When I came to pacesetters before my freshman year, one of Pacific’s main selling points was to “deliver an education free from ignorance.” This is a concept the university has stayed true to throughout my three years as a Boxer. I would be ignorant if I said that the Index is perfect, does not have typos and interprets every fact in an interview perfectly.
We, as a unit, would also be ignorant if we did not accept the criticisms of our faculty and administration. I welcome anyone who feels that they have been misquoted to write to the editors with corrections. These corrections would be published in the following issue. With that being said, ignorance can be a two-way street. I am grateful to be taught by an advisor that has such passion for the style of writing. Being a journalism major means being a journalist in training and we as students of the art form are going to make mistakes.
Whether it is because we are tired or because of natural human error, these mistakes decrease with practice and critique. It is not our goal to publish stories that portray the university in a negative manner in an attempt to gain publicity. Our professors have taught us how to conduct a proper interview, but once again, not every student is going to be Walter Cronkite. It is also the job of the source to give an in-depth response that will not be misconstrued by the reporter. This year I have written articles which have received negative feedback from fellow students.

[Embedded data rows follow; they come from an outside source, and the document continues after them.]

//! Command handlers. Each one builds what it needs from [`AppConfig`].

use std::io::Write as _;
use std::sync::{Arc, Mutex, PoisonError};

use anyhow::{Context, bail};
use lawmate_ai::{BootstrapRegistry, LlmError, ProgressFn, PullProgress, RiskClassifier, RiskRules};
use lawmate_core::{ConversationId, LegalDomain, Turn};
use lawmate_dispatch::{DispatchError, DispatchOptions, Dispatcher, ProviderSlot};
use lawmate_justice::{CaseSearch, JusticeClient, NoSearch};
use lawmate_store::{HistoryStore, JsonlStore, MemoryStore, title_from_message};
use tokio::io::{AsyncBufReadExt, BufReader};
use tokio_util::sync::CancellationToken;
use tracing::{info, warn};

use crate::config::{AppConfig, StoreKind};
use crate::display;

// ── Wiring ──

async fn open_history(config: &AppConfig) -> anyhow::Result<Arc<dyn HistoryStore>> {
    Ok(match config.store {
        StoreKind::Memory => Arc::new(MemoryStore::new()),
        StoreKind::Jsonl => {
            let dir = config.data_dir.join("history");
            let store = JsonlStore::open(&dir)
                .await
                .with_context(|| format!("opening history in {}", dir.display()))?;
            Arc::new(store)
        }
        StoreKind::Duckdb => open_duckdb(config)?,
    })
}

#[cfg(feature = "duckdb")]
fn open_duckdb(config: &AppConfig) -> anyhow::Result<Arc<dyn HistoryStore>> {
    std::fs::create_dir_all(&config.data_dir)
        .with_context(|| format!("creating {}", config.data_dir.display()))?;
    let path = config.data_dir.join("history.duckdb");
    let store = lawmate_store::DuckStore::open_persistent(&path)
        .with_context(|| format!("opening {}", path.display()))?;
    Ok(Arc::new(store))
}

#[cfg(not(feature = "duckdb"))]
fn open_duckdb(_: &AppConfig) -> anyhow::Result<Arc<dyn HistoryStore>> {
    bail!("this build has no DuckDB support; rebuild with `--features duckdb` or use LAWMATE_STORE=jsonl")
}

fn search(config: &AppConfig) -> anyhow::Result<Arc<dyn CaseSearch>> {
    if config.justice.lookback_days == 0 {
        return Ok(Arc::new(NoSearch));
    }
    let client = JusticeClient::new(config.justice_base_url.as_str())
        .context("building judicature client")?
        .with_max_items_per_day(config.justice.max_items_per_day);
    Ok(Arc::new(client))
}

fn classifier(config: &AppConfig) -> anyhow::Result<RiskClassifier> {
    let rules = match &config.risk_rules {
        Some(path) => RiskRules::from_json_file(path)
            .with_context(|| format!("loading risk rules from {}", path.display()))?,
        None => RiskRules::default(),
    };
    Ok(RiskClassifier::new(rules))
}

/// Model download progress on stderr, one line per status or percent change.
fn progress_printer() -> Arc<ProgressFn<'static>> {
    let last = Mutex::new(None::<(String, Option<u8>)>);
    Arc::new(move |p: PullProgress| {
        let current = (p.status.clone(), p.percent());
        let mut last = last.lock().unwrap_or_else(PoisonError::into_inner);
        if last.as_ref() != Some(&current) {
            eprintln!("  {p}");
            *last = Some(current);
        }
    })
}

pub async fn build_dispatcher(config: &AppConfig) -> anyhow::Result<Dispatcher> {
    for cfg in std::iter::once(&config.provider).chain(&config.fallbacks) {
        if cfg.provider.is_paid() && !cfg.has_api_key() {
            warn!(provider = %cfg.provider, "no API key configured, answers will come from a fallback");
        }
    }

    let primary = ProviderSlot::from_config(&config.provider)
        .with_context(|| format!("configuring {}", config.provider.provider))?;
    let fallbacks = config
        .fallbacks
        .iter()
        .map(|cfg| {
            ProviderSlot::from_config(cfg).with_context(|| format!("configuring {}", cfg.provider))
        })
        .collect::<anyhow::Result<Vec<_>>>()?;

    let dispatcher = Dispatcher::new(primary, open_history(config).await?)
        .with_fallbacks(fallbacks)
        .with_registry(Arc::new(BootstrapRegistry::new(config.bootstrap_timeout)))
        .with_classifier(Arc::new(classifier(config)?))
        .with_search(search(config)?)
        .with_progress(progress_printer())
        .with_options(DispatchOptions {
            context: config.context,
            retry: config.retry,
            lookback_days: config.justice.lookback_days,
        });

    info!(
        provider = %config.provider.provider,
        model = %config.provider.model_name,
        fallbacks = config.fallbacks.len(),
        "lawmate ready"
    );
    Ok(dispatcher)
}

/// A token cancelled by the first Ctrl-C; the watcher dies with the guard.
struct CtrlC {
    token: CancellationToken,
    watcher: tokio::task::JoinHandle<()>,
}

impl CtrlC {
    fn watch() -> Self {
        let token = CancellationToken::new();
        let watcher = tokio::spawn({
            let token = token.clone();
            async move {
                if tokio::signal::ctrl_c().await.is_ok() {
                    token.cancel();
                }
            }
        });
        Self { token, watcher }
    }
}

impl Drop for CtrlC {
    fn drop(&mut self) {
        self.watcher.abort();
    }
}

/// Dispatch `question`, starting a new conversation when `conversation` is
/// `None`. A new conversation whose first question fails is removed again.
async fn answer(
    dispatcher: &Dispatcher,
    conversation: Option<ConversationId>,
    domain: Option<LegalDomain>,
    question: &str,
    cancel: &CancellationToken,
) -> Result<(ConversationId, Turn), DispatchError> {
    if let Some(id) = conversation {
        return Ok((id, dispatcher.dispatch(id, domain, question, cancel).await?));
    }
    if question.trim().is_empty() {
        return Err(DispatchError::EmptyMessage);
    }

    let title_domain = domain.unwrap_or_else(|| lawmate_core::infer_domain(question));
    let created = dispatcher
        .history()
        .create_conversation(&title_from_message(question), title_domain)
        .await?;
    match dispatcher.dispatch(created.id, domain, question, cancel).await {
        Ok(turn) => Ok((created.id, turn)),
        Err(err) => {
            if let Err(e) = dispatcher.history().delete_conversation(created.id).await {
                warn!(conversation = %created.id, error = %e, "could not remove empty conversation");
            }
            Err(err)
        }
    }
}

/// Print one line per bootstrapped backend and return how many failed.
fn report_bootstrap(results: &[(ProviderSlot, Result<(), LlmError>)]) -> usize {
    let mut failed = 0;
    for (slot, result) in results {
        match result {
            Ok(()) => println!("{} {}: ready", slot.kind(), slot.model()),
            Err(e) => {
                failed += 1;
                println!("{} {}: {e}", slot.kind(), slot.model());
            }
        }
    }
    failed
}

// ── Commands ──

pub async fn ask(
    config: &AppConfig,
    question: &str,
    domain: Option<LegalDomain>,
    conversation: Option<ConversationId>,
) -> anyhow::Result<()> {
    if question.trim().is_empty() {
        bail!("the question is empty");
    }
    let dispatcher = build_dispatcher(config).await?;
    let ctrl_c = CtrlC::watch();
    let (id, turn) = answer(&dispatcher, conversation, domain, question, &ctrl_c.token)
        .await
        .context("answering the question")?;
    display::print_turn(&turn);
    eprintln!("konverzace: {id}");
    Ok(())
}

/// Interactive session: one line per question, `/new` starts over, `/setup`
/// retries local backends, `/quit`, EOF or Ctrl-C at the prompt ends it.
pub async fn chat(
    config: &AppConfig,
    domain: Option<LegalDomain>,
    conversation: Option<ConversationId>,
) -> anyhow::Result<()> {
    let dispatcher = build_dispatcher(config).await?;
    let mut current = conversation;
    if let Some(id) = current {
        let existing = dispatcher.history().get_conversation(id).await?;
        eprintln!("pokračuji v konverzaci: {}", existing.title);
    }

    eprintln!("Lawmate: pište dotaz, Ctrl-C zruší rozpracovanou odpověď, /quit ukončí.");
    eprintln!("Nejde o právní službu. {}", display::LAWYER_SEARCH_URL);

    let mut lines = BufReader::new(tokio::io::stdin()).lines();
    loop {
        eprint!("> ");
        let _ = std::io::stderr().flush();
        // Ctrl-C at the prompt ends the session.
        let line = tokio::select! {
            line = lines.next_line() => line.context("reading stdin")?,
            _ = tokio::signal::ctrl_c() => {
                eprintln!();
                break;
            }
        };
        let Some(line) = line else {
            break;
        };
        let line = line.trim();
        match line {
            "" => continue,
            "/quit" | "/konec" => break,
            "/new" | "/nova" => {
                current = None;
                eprintln!("nová konverzace");
                continue;
            }
            "/setup" => {
                let ctrl_c = CtrlC::watch();
                report_bootstrap(&dispatcher.rebootstrap(&ctrl_c.token).await);
                continue;
            }
            _ => {}
        }

        let ctrl_c = CtrlC::watch();
        match answer(&dispatcher, current, domain, line, &ctrl_c.token).await {
            Ok((id, turn)) => {
                current = Some(id);
                println!();
                display::print_turn(&turn);
                println!();
            }
            Err(DispatchError::Cancelled) => eprintln!("\nzrušeno"),
            Err(e) => eprintln!("chyba: {e}"),
        }
    }
    Ok(())
}

pub async fn history_list(config: &AppConfig) -> anyhow::Result<()> {
    let store = open_history(config).await?;
    display::print_conversations(&store.list_conversations().await?);
    Ok(())
}

pub async fn history_show(config: &AppConfig, id: ConversationId) -> anyhow::Result<()> {
    let store = open_history(config).await?;
    let conversation = store.get_conversation(id).await?;
    let turns = store.read_turns(id).await?;
    display::print_transcript(&conversation, &turns);
    Ok(())
}

pub async fn history_delete(config: &AppConfig, id: ConversationId) -> anyhow::Result<()> {
    let store = open_history(config).await?;
    store.delete_conversation(id).await?;
    eprintln!("smazáno: {id}");
    Ok(())
}

/// Bootstrap every configured local backend now instead of on the first question.
pub async fn setup(config: &AppConfig) -> anyhow::Result<()> {
    let dispatcher = build_dispatcher(config).await?;
    let ctrl_c = CtrlC::watch();
    let results = dispatcher.prepare(&ctrl_c.token).await;
    if results.is_empty() {
        println!("nothing to set up: no configured provider needs a local model");
        return Ok(());
    }

    let failed = report_bootstrap(&results);
    if failed > 0 {
        bail!("{failed} of {} backends are not ready", results.len());
    }
    Ok(())
}

pub fn lawyer() {
    println!("{}", display::LAWYER_SEARCH_URL);
}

I admit my ego was bruised at first, but after I found that I had been biased in my article and the criticism helped me to learn from my mistake. Our current Co-Editor-in-Chief Clara Howell, was selected for the Charles Snowden school of Journalism internship and will be working with The Gresham Outlook next fall. The students taking over the role, Max Kirkendall and Harrison Clifford, have followed in her footsteps, working closely with the Pamplin Media Group Executive Editor, John Schrag.
I could not ask for a more professional group of students to work with and I assure you that we work our fingers to the bone to publish honest articles. It is not our intention to defame any person or department, but rather to save a traditionally respected media outlet:, a student newspaper. Student reporters are the eyes and the ears of this institution and are necessary for the right of student expression. We are here to learn the art of journalism in order to prepare us for our future career in the field. Therefore, any complaints about our paper should be presented to the staff rather than our advisor.
The Index is a staff of hardworking individuals who work long hours with little recognition. Yet, we do it because of a strong belief in the freedom of the press. The Pacific Index has been a part of this campus for 125 years and we will work to make sure this does not change.